▶ _PROBLEM REQUIREMENTS_: Among the entries below, find the lines with "parse" and copy them.

(Saved entries)
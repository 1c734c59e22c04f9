//! Codeplug merge engine
//!
//! This module combines a baseline codeplug with a repeater directory. The
//! work happens in two stages, each in its own submodule:
//!
//! - `contacts` - match existing contacts to directory groups by call ID,
//!   rename the matches, and append contacts for the rest
//! - `zones` - keep zones the directory does not manage, and rebuild one zone
//!   per repeater with channels named by `names`
//!
//! [`merge_codeplug`] runs both stages in order. Any error aborts the merge;
//! the caller is expected to discard the codeplug and write nothing.
//!
//! ## Example
//!
//! ```
//! use codeplug_merge::{codeplug, config::Limits, directory, merge};
//!
//! let mut plug = codeplug::parse(r#"{"Contacts": [], "Zones": [], "Channels": []}"#).unwrap();
//! let dir = directory::parse(r#"
//! groups:
//!   Statewide: 31001
//! groupsets:
//!   state: [Statewide]
//! repeaters:
//!   Portland:
//!     frequency: "146.52000"
//!     offset: "-0.60000"
//!     color: 1
//!     groupset: state
//! "#).unwrap();
//!
//! let summary = merge::merge_codeplug(&mut plug, &dir, &Limits::default()).unwrap();
//! assert_eq!(summary.contacts_added, 1);
//! assert_eq!(plug.zones[0].channel_names(), ["Portland Statewi"]);
//! assert_eq!(plug.channels[0].get_str("RxFrequency"), Some("145.92000"));
//! ```

pub mod contacts;
pub mod names;
pub mod zones;

use log::info;

use crate::codeplug::Codeplug;
use crate::config::Limits;
use crate::directory::Directory;
use crate::error::Result;

pub use contacts::reconcile_contacts;
pub use names::allocate_name;
pub use zones::synthesize_zones;

/// Counts describing what a merge changed.
#[derive(Debug, Clone, Copy, Default, PartialEq, Eq)]
pub struct MergeSummary {
    pub contacts_matched: usize,
    pub contacts_renamed: usize,
    pub contacts_added: usize,
    pub zones_carried: usize,
    pub channels_carried: usize,
    pub zones_synthesized: usize,
    pub channels_synthesized: usize,
}

/// Merge `directory` into `codeplug`.
///
/// Contacts are reconciled first, then zones and channels are rebuilt.
pub fn merge_codeplug(
    codeplug: &mut Codeplug,
    directory: &Directory,
    limits: &Limits,
) -> Result<MergeSummary> {
    let contact_stats = reconcile_contacts(&mut codeplug.contacts, &directory.groups, limits)?;
    info!(
        "Contacts: {} matched ({} renamed), {} added",
        contact_stats.matched, contact_stats.renamed, contact_stats.added
    );

    let zone_stats = synthesize_zones(codeplug, directory, limits)?;
    info!(
        "Zones: {} carried over with {} channels, {} synthesized with {} channels",
        zone_stats.zones_carried,
        zone_stats.channels_carried,
        zone_stats.zones_synthesized,
        zone_stats.channels_synthesized
    );

    Ok(MergeSummary {
        contacts_matched: contact_stats.matched,
        contacts_renamed: contact_stats.renamed,
        contacts_added: contact_stats.added,
        zones_carried: zone_stats.zones_carried,
        channels_carried: zone_stats.channels_carried,
        zones_synthesized: zone_stats.zones_synthesized,
        channels_synthesized: zone_stats.channels_synthesized,
    })
}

▶ _RESULT FOR THIS TASK_:
//! let mut plug = codeplug::parse(r#"{"Contacts": [], "Zones": [], "Channels": []}"#).unwrap();
//! let dir = directory::parse(r#"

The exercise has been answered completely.